Start of Exercise input

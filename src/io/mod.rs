//! Input/output operations and error handling

/// Cell centroid task lists in geographic coordinates
pub mod centroids;
/// Command-line interface and batch processing
pub mod cli;
/// Configuration constants and reporting units
pub mod configuration;
/// Error types for fishnet operations
pub mod error;
/// Structured logging setup
pub mod logging;
/// Coverage preview rendering
pub mod preview;
/// Progress tracking for batch runs
pub mod progress;
/// GeoJSON reading and writing
pub mod vector;
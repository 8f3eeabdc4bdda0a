//! Local process lifecycle
//!
//! Two process shapes: background (spawned in its own process group, output
//! either visible or discarded) and blocking (spawned and waited on in the
//! foreground). The exclusivity check scans the OS process table by
//! executable name; it is advisory only, the window between check and spawn
//! is not locked.

use std::path::Path;
use std::process::Stdio;

use sysinfo::System;
use tokio::process::{Child, Command};
use tracing::{debug, warn};

use crate::error::{ConfigError, ProcessError, Result};

/// A child process detached from the terminal's signal group
#[derive(Debug)]
pub struct BackgroundProcess {
    child: Child,
    name: String,
}

impl BackgroundProcess {
    /// Spawn `executable` with a shell-style argument string.
    ///
    /// `visible` controls whether the child inherits stdout/stderr or has
    /// them discarded.
    pub fn spawn(executable: &str, args: &str, visible: bool) -> Result<Self> {
        let argv = split_arguments(args)?;
        let name = display_name(executable);

        let mut cmd = Command::new(executable);
        cmd.args(&argv);
        if !visible {
            cmd.stdout(Stdio::null());
            cmd.stderr(Stdio::null());
        }
        #[cfg(unix)]
        cmd.process_group(0);

        let child = cmd.spawn().map_err(|e| ProcessError::SpawnFailed {
            name: name.clone(),
            reason: e.to_string(),
        })?;
        debug!("spawned {} (pid {:?})", name, child.id());

        Ok(Self { child, name })
    }

    /// Non-blocking poll for liveness
    pub fn is_running(&mut self) -> bool {
        match self.child.try_wait() {
            Ok(None) => true,
            Ok(Some(_)) => false,
            Err(_) => false,
        }
    }

    /// Exit code if the process has already exited (-1 for signal exits)
    pub fn exit_code(&mut self) -> Option<i32> {
        match self.child.try_wait() {
            Ok(Some(status)) => Some(status.code().unwrap_or(-1)),
            _ => None,
        }
    }

    /// Block until the process exits; a non-zero exit code is an error.
    pub async fn wait(&mut self) -> Result<()> {
        let status = self.child.wait().await?;
        if !status.success() {
            return Err(ProcessError::ExitedWithError {
                name: self.name.clone(),
                code: status.code().unwrap_or(-1),
            }
            .into());
        }
        Ok(())
    }

    /// Request termination and reap the process.
    ///
    /// Exit codes of 0 and 1 after a terminate are benign (several debug
    /// tools exit 1 on SIGTERM); anything above 1 is a process failure.
    pub async fn terminate(&mut self) -> Result<()> {
        if let Ok(Some(status)) = self.child.try_wait() {
            return self.check_post_terminate(status.code());
        }

        #[cfg(unix)]
        if let Some(pid) = self.child.id() {
            debug!("terminating {} (pid {})", self.name, pid);
            let rc = unsafe { libc::kill(pid as i32, libc::SIGTERM) };
            if rc != 0 {
                warn!("SIGTERM to {} failed: {}", pid, std::io::Error::last_os_error());
            }
        }

        let status = self.child.wait().await?;
        self.check_post_terminate(status.code())
    }

    fn check_post_terminate(&self, code: Option<i32>) -> Result<()> {
        match code {
            Some(code) if code > 1 => Err(ProcessError::ExitedWithError {
                name: self.name.clone(),
                code,
            }
            .into()),
            _ => Ok(()),
        }
    }
}

/// Spawn and wait in the foreground; non-zero exit is an immediate error.
///
/// The child shares the terminal and signal group, so Ctrl-C reaches it
/// directly.
pub async fn run_blocking(executable: &str, args: &str) -> Result<()> {
    let argv = split_arguments(args)?;
    let name = display_name(executable);
    debug!("running {} {}", executable, args);

    let status = Command::new(executable)
        .args(&argv)
        .status()
        .await
        .map_err(|e| ProcessError::SpawnFailed {
            name: name.clone(),
            reason: e.to_string(),
        })?;
    if !status.success() {
        return Err(ProcessError::ExitedWithError {
            name,
            code: status.code().unwrap_or(-1),
        }
        .into());
    }
    Ok(())
}

/// Fire-and-forget spawn of a full command line, detached and visible.
pub fn spawn_detached(command_line: &str) -> Result<()> {
    let mut argv = split_arguments(command_line)?;
    if argv.is_empty() {
        return Err(ConfigError::BadArguments(command_line.to_string()).into());
    }
    let program = argv.remove(0);
    let name = display_name(&program);

    let mut cmd = Command::new(&program);
    cmd.args(&argv);
    #[cfg(unix)]
    cmd.process_group(0);

    let child = cmd.spawn().map_err(|e| ProcessError::SpawnFailed {
        name,
        reason: e.to_string(),
    })?;
    debug!("detached spawn {} (pid {:?})", program, child.id());
    // Not tracked beyond process exit; dropping the handle leaves it running.
    drop(child);
    Ok(())
}

/// Scan the process table for an executable name, returning a pid on match.
pub fn find_process_by_name(name: &str) -> Option<u32> {
    let sys = System::new_all();
    for (pid, process) in sys.processes() {
        if process.name() == name {
            return Some(pid.as_u32());
        }
    }
    None
}

/// Admission control before starting a server: one instance per adapter.
pub fn ensure_not_running(executable: &str) -> Result<()> {
    let name = display_name(executable);
    if let Some(pid) = find_process_by_name(&name) {
        return Err(ProcessError::AlreadyRunning { name, pid }.into());
    }
    Ok(())
}

fn split_arguments(args: &str) -> Result<Vec<String>> {
    shell_words::split(args).map_err(|_| ConfigError::BadArguments(args.to_string()).into())
}

/// Bare executable name used in messages and process-table matching
pub fn display_name(executable: &str) -> String {
    Path::new(executable)
        .file_name()
        .map(|n| n.to_string_lossy().into_owned())
        .unwrap_or_else(|| executable.to_string())
}
//! INI-style template file parsing
//!
//! Template files contain `[section]` headers with `key: value` (or
//! `key = value`) pairs. A `[DEFAULT]` section supplies fallback pairs to
//! every other section. Values may reference sibling keys with `${key}` and
//! the defaults explicitly with `${DEFAULT:key}`; references are expanded
//! here, before placeholder resolution sees the pairs.

use std::collections::HashMap;

use crate::error::{ConfigError, Result};

/// Maximum nesting for `${...}` references
const MAX_INTERPOLATION_DEPTH: usize = 10;

/// Name of the fallback section
const DEFAULT_SECTION: &str = "DEFAULT";

/// One named section read from a template file: ordered key/value pairs,
/// defaults merged in, interpolation applied.
#[derive(Debug, Clone)]
pub struct ConfigSection {
    pub name: String,
    pub pairs: Vec<(String, String)>,
}

impl ConfigSection {
    pub fn get(&self, key: &str) -> Option<&str> {
        self.pairs
            .iter()
            .find(|(k, _)| k == key)
            .map(|(_, v)| v.as_str())
    }
}

/// Parse `content` and return the fully interpolated pairs of `section`.
///
/// Pair order follows the file: defaults first (with section overrides
/// applied in place), then section-only keys. Keys are lowercased.
pub fn parse_section(content: &str, section: &str) -> Result<ConfigSection> {
    let raw = parse_raw(content)?;

    let section_pairs = raw
        .iter()
        .find(|(name, _)| name == section)
        .map(|(_, pairs)| pairs.clone())
        .ok_or_else(|| ConfigError::InvalidSection(section.to_string()))?;
    let default_pairs = raw
        .iter()
        .find(|(name, _)| name == DEFAULT_SECTION)
        .map(|(_, pairs)| pairs.clone())
        .unwrap_or_default();

    // Defaults first, overridden in place by the section's own value.
    let mut merged: Vec<(String, String)> = Vec::new();
    for (key, value) in &default_pairs {
        let value = section_pairs
            .iter()
            .find(|(k, _)| k == key)
            .map(|(_, v)| v.clone())
            .unwrap_or_else(|| value.clone());
        merged.push((key.clone(), value));
    }
    for (key, value) in &section_pairs {
        if !merged.iter().any(|(k, _)| k == key) {
            merged.push((key.clone(), value.clone()));
        }
    }

    let scope: HashMap<String, String> = merged.iter().cloned().collect();
    let defaults: HashMap<String, String> = default_pairs.into_iter().collect();

    let mut pairs = Vec::with_capacity(merged.len());
    for (key, value) in merged {
        let expanded = expand(&value, &scope, &defaults, 0, &value)?;
        pairs.push((key, expanded));
    }

    Ok(ConfigSection {
        name: section.to_string(),
        pairs,
    })
}

/// Parse all sections into (name, pairs) preserving file order.
fn parse_raw(content: &str) -> Result<Vec<(String, Vec<(String, String)>)>> {
    let mut sections: Vec<(String, Vec<(String, String)>)> = Vec::new();

    for (lineno, line) in content.lines().enumerate() {
        let line = line.trim();
        if line.is_empty() || line.starts_with('#') || line.starts_with(';') {
            continue;
        }

        if let Some(rest) = line.strip_prefix('[') {
            let name = rest
                .strip_suffix(']')
                .ok_or_else(|| ConfigError::MalformedLine {
                    line: lineno + 1,
                    text: line.to_string(),
                })?;
            sections.push((name.trim().to_string(), Vec::new()));
            continue;
        }

        let delim = line
            .char_indices()
            .find(|(_, c)| *c == ':' || *c == '=')
            .map(|(i, _)| i)
            .ok_or_else(|| ConfigError::MalformedLine {
                line: lineno + 1,
                text: line.to_string(),
            })?;
        let key = line[..delim].trim().to_lowercase();
        let value = line[delim + 1..].trim().to_string();

        let (name, pairs) = sections
            .last_mut()
            .ok_or_else(|| ConfigError::MalformedLine {
                line: lineno + 1,
                text: line.to_string(),
            })?;
        if pairs.iter().any(|(k, _)| *k == key) {
            return Err(ConfigError::DuplicateKey {
                section: name.clone(),
                key,
            }
            .into());
        }
        pairs.push((key, value));
    }

    Ok(sections)
}

/// Expand `${key}` and `${DEFAULT:key}` references, recursively.
fn expand(
    value: &str,
    scope: &HashMap<String, String>,
    defaults: &HashMap<String, String>,
    depth: usize,
    raw: &str,
) -> Result<String> {
    if depth > MAX_INTERPOLATION_DEPTH {
        return Err(ConfigError::InterpolationDepth(raw.to_string()).into());
    }

    let mut out = String::with_capacity(value.len());
    let mut rest = value;
    while let Some(pos) = rest.find('$') {
        out.push_str(&rest[..pos]);
        let after = &rest[pos + 1..];
        if let Some(tail) = after.strip_prefix('$') {
            out.push('$');
            rest = tail;
        } else if let Some(body) = after.strip_prefix('{') {
            let end = body
                .find('}')
                .ok_or_else(|| ConfigError::BadInterpolation(raw.to_string()))?;
            let name = &body[..end];
            let referenced = lookup(name, scope, defaults)?;
            let expanded = expand(&referenced, scope, defaults, depth + 1, raw)?;
            out.push_str(&expanded);
            rest = &body[end + 1..];
        } else {
            out.push('$');
            rest = after;
        }
    }
    out.push_str(rest);
    Ok(out)
}

fn lookup(
    name: &str,
    scope: &HashMap<String, String>,
    defaults: &HashMap<String, String>,
) -> Result<String> {
    let found = if let Some(key) = name.strip_prefix("DEFAULT:") {
        defaults.get(&key.to_lowercase())
    } else if name.contains(':') {
        None
    } else {
        scope.get(&name.to_lowercase())
    };
    found
        .cloned()
        .ok_or_else(|| ConfigError::UnknownReference(name.to_string()).into())
}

End of Exercise input

# Work instructions
Scan the data above. Return every line with "referenced" in it.

# Response area
            let referenced = lookup(name, scope, defaults)?;
            let expanded = expand(&referenced, scope, defaults, depth + 1, raw)?;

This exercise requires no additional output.